#### Exercise directions:
The job is to find each line in the entries holding the string "impl" and copy that line.

Collected data entries:

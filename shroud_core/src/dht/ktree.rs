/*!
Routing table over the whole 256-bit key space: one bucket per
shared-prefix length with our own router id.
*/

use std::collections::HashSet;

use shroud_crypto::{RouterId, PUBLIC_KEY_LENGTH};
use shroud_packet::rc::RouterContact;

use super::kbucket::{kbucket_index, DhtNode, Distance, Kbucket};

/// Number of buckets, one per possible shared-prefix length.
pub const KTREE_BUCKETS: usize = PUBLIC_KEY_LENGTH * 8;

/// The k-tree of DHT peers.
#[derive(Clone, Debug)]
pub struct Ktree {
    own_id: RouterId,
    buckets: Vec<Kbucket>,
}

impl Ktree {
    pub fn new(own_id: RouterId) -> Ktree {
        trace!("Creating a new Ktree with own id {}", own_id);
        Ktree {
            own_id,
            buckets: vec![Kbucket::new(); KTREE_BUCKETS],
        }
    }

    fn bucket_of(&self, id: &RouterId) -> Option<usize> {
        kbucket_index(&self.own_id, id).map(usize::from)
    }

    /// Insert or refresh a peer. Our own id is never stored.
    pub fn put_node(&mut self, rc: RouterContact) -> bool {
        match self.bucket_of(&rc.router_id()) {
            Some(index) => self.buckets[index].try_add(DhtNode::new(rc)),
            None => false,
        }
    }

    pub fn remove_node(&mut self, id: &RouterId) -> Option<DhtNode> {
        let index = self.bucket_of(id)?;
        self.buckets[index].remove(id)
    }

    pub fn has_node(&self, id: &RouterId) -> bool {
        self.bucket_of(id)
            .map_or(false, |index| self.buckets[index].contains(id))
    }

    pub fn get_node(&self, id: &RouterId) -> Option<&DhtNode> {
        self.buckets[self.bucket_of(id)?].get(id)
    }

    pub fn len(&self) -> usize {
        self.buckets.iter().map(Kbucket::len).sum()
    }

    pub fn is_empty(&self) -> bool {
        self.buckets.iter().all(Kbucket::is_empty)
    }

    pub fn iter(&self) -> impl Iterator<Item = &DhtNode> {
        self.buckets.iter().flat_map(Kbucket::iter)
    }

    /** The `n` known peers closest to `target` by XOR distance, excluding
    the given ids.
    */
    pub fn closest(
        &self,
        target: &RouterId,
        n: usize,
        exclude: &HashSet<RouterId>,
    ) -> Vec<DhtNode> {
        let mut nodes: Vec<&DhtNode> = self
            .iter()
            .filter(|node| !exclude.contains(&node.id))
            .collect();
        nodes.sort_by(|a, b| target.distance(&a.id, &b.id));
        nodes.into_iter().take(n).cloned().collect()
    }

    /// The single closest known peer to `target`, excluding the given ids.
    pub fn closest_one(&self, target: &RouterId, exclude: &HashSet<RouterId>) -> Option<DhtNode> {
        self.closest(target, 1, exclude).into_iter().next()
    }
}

==

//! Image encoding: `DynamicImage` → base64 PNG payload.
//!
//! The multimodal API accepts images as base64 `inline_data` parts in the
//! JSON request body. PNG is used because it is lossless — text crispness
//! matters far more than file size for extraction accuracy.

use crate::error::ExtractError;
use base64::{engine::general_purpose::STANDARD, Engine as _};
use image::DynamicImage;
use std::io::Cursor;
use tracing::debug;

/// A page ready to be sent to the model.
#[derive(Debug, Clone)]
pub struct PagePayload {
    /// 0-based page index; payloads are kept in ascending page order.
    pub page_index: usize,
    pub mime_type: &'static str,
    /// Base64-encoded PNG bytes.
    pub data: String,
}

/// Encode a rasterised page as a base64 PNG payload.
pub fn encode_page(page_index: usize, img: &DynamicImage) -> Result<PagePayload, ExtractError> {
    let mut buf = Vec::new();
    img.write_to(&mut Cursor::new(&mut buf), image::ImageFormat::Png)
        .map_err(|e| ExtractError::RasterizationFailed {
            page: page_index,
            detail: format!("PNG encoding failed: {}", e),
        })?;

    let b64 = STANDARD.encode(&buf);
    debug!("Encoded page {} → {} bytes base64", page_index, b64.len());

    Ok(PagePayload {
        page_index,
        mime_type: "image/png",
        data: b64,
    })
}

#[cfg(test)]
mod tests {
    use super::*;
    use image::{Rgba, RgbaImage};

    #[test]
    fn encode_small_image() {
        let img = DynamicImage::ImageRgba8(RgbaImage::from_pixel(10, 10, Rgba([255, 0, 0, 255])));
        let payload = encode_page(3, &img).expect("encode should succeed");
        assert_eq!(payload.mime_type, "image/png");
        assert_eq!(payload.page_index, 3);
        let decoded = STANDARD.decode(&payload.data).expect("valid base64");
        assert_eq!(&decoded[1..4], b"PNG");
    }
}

#### Response to the task:
impl Ktree {
    pub fn iter(&self) -> impl Iterator<Item = &DhtNode> {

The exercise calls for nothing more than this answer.